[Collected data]

◇ ◇ ◇ ◇

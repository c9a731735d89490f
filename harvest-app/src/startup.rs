use anyhow::{Context, Result};
use harvest_config::{HarvestConfig, PacingSection, RowShortfall};
use harvest_drivers::harvest_browser::pacing::{TimingConfig, TimingEngine};
use harvest_drivers::harvest_browser::readiness::{ReadinessConfig, RowShortfallPolicy};
use harvest_export::{CsvExporter, SchemaMigrator};
use harvest_jobs::{CleanupReport, JobStore, JobStoreConfig, SkippedRecord};
use std::path::PathBuf;
use std::sync::Arc;
use std::time::Duration;
use tracing::{info, warn};

pub fn timing_config(pacing: &PacingSection) -> TimingConfig {
    TimingConfig {
        scale: pacing.scale,
        mode: pacing.mode,
    }
}

pub fn readiness_config(pacing: &PacingSection) -> ReadinessConfig {
    let shortfall = match pacing.row_shortfall {
        RowShortfall::Proceed => RowShortfallPolicy::Proceed,
        RowShortfall::Abort => RowShortfallPolicy::Abort,
    };
    ReadinessConfig::for_mode(pacing.mode, pacing.min_rows)
        .with_timeout(Duration::from_millis(pacing.readiness_timeout_ms))
        .with_shortfall(shortfall)
}

/// Components built from one configuration, shared by every command.
pub struct Harvest {
    pub config: HarvestConfig,
    pub timing: Arc<TimingEngine>,
    pub readiness: ReadinessConfig,
    pub jobs: Arc<JobStore>,
    /// Relative destinations land in `export.output_dir`.
    pub exporter: CsvExporter,
    pub migrator: SchemaMigrator,
}

/// What the initialization phase did.
#[derive(Debug)]
pub struct StartupReport {
    pub jobs_dir: PathBuf,
    pub export_dir: PathBuf,
    pub loaded: usize,
    pub skipped: Vec<SkippedRecord>,
    pub cleanup: CleanupReport,
}

impl Harvest {
    /// Wire components; touches nothing on disk.
    pub fn from_config(config: HarvestConfig) -> Self {
        let timing = Arc::new(TimingEngine::new(timing_config(&config.pacing)));
        let readiness = readiness_config(&config.pacing);
        let jobs = Arc::new(JobStore::new(JobStoreConfig {
            dir: config.jobs.dir.clone(),
        }));
        let exporter = CsvExporter::with_output_dir(config.export.output_dir.clone());
        Self {
            config,
            timing,
            readiness,
            jobs,
            exporter,
            migrator: SchemaMigrator::new(),
        }
    }

    /// Create directories, load persisted jobs, then prune by retention.
    /// Only a failed load is fatal; individual corrupt records and
    /// undeletable files end up in the report.
    pub async fn start(&self) -> Result<StartupReport> {
        let export_dir = self.config.export.output_dir.clone();
        tokio::fs::create_dir_all(&export_dir)
            .await
            .with_context(|| format!("failed to create export directory {}", export_dir.display()))?;

        let load = self
            .jobs
            .load()
            .await
            .context("failed to load persisted jobs")?;
        for skipped in &load.skipped {
            warn!(path = %skipped.path.display(), reason = %skipped.reason, "startup.skipped_record");
        }

        let cleanup = self.jobs.cleanup(self.config.jobs.retention_days).await;

        info!(
            jobs_dir = %self.jobs.dir().display(),
            loaded = load.loaded,
            skipped = load.skipped.len(),
            pruned = cleanup.removed.len(),
            "startup.complete"
        );
        Ok(StartupReport {
            jobs_dir: self.jobs.dir().to_path_buf(),
            export_dir,
            loaded: load.loaded,
            skipped: load.skipped,
            cleanup,
        })
    }
}

#[cfg(test)]
mod tests {
    use super::*;
    use harvest_common::PacingMode;
    use harvest_config::HarvestConfigLoader;
    use harvest_export::{ProfileRecord, WriteMode};
    use harvest_jobs::JobStatus;
    use serde_json::json;
    use tempfile::TempDir;

    fn config_in(tmp: &TempDir, extra: &str) -> HarvestConfig {
        let yaml = format!(
            "jobs:\n  dir: {}\nexport:\n  output_dir: {}\n{extra}",
            tmp.path().join("jobs").display(),
            tmp.path().join("exports").display(),
        );
        HarvestConfigLoader::new().with_yaml_str(&yaml).load().unwrap()
    }

    #[test]
    fn pacing_section_maps_onto_components() {
        let pacing = PacingSection {
            mode: PacingMode::Fast,
            scale: 0.5,
            min_rows: Some(25),
            row_shortfall: RowShortfall::Abort,
            readiness_timeout_ms: 4_000,
        };
        let timing = timing_config(&pacing);
        assert_eq!(timing.mode, PacingMode::Fast);
        assert_eq!(timing.scale, 0.5);

        let readiness = readiness_config(&pacing);
        assert_eq!(readiness.min_count, 25);
        assert_eq!(readiness.timeout, Duration::from_secs(4));
        assert_eq!(readiness.shortfall, RowShortfallPolicy::Abort);
        assert_eq!(readiness.settle_max_ms, 400.0);
    }

    #[tokio::test]
    async fn start_creates_dirs_and_reports_counts() {
        let tmp = TempDir::new().unwrap();
        let harvest = Harvest::from_config(config_in(&tmp, ""));
        let report = harvest.start().await.unwrap();

        assert!(report.jobs_dir.is_dir());
        assert!(report.export_dir.is_dir());
        assert_eq!(report.loaded, 0);
        assert!(report.cleanup.removed.is_empty());
    }

    #[tokio::test]
    async fn restart_sees_jobs_from_the_previous_run() {
        let tmp = TempDir::new().unwrap();
        let first = Harvest::from_config(config_in(&tmp, ""));
        first.start().await.unwrap();
        let job = first.jobs.create(json!({ "query": "cto" })).await.unwrap();
        first.jobs.transition(job.id, JobStatus::Running).await.unwrap();

        let second = Harvest::from_config(config_in(&tmp, ""));
        let report = second.start().await.unwrap();
        assert_eq!(report.loaded, 1);
        assert_eq!(
            second.jobs.get(job.id).await.unwrap().status,
            JobStatus::Running
        );
    }

    #[tokio::test]
    async fn relative_exports_land_in_the_output_dir() {
        let tmp = TempDir::new().unwrap();
        let harvest = Harvest::from_config(config_in(&tmp, ""));
        let report = harvest.start().await.unwrap();

        let row = ProfileRecord {
            name: Some("Ada".into()),
            ..ProfileRecord::default()
        };
        let written = harvest
            .exporter
            .save(&[row], "leads.csv", WriteMode::Append)
            .await
            .unwrap();
        let export_dir = std::fs::canonicalize(&report.export_dir).unwrap();
        assert_eq!(written, export_dir.join("leads.csv"));
    }

    #[tokio::test]
    async fn corrupt_records_do_not_fail_startup() {
        let tmp = TempDir::new().unwrap();
        let jobs_dir = tmp.path().join("jobs");
        std::fs::create_dir_all(&jobs_dir).unwrap();
        std::fs::write(jobs_dir.join("broken.json"), b"{").unwrap();

        let harvest = Harvest::from_config(config_in(&tmp, ""));
        let report = harvest.start().await.unwrap();
        assert_eq!(report.loaded, 0);
        assert_eq!(report.skipped.len(), 1);
    }
}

◇ ◇ ◇ ◇

## TASK:
In the records above, find each line with the string "struct" and list it.

## ANSWER TO THIS EXERCISE:
pub struct Harvest {
pub struct StartupReport {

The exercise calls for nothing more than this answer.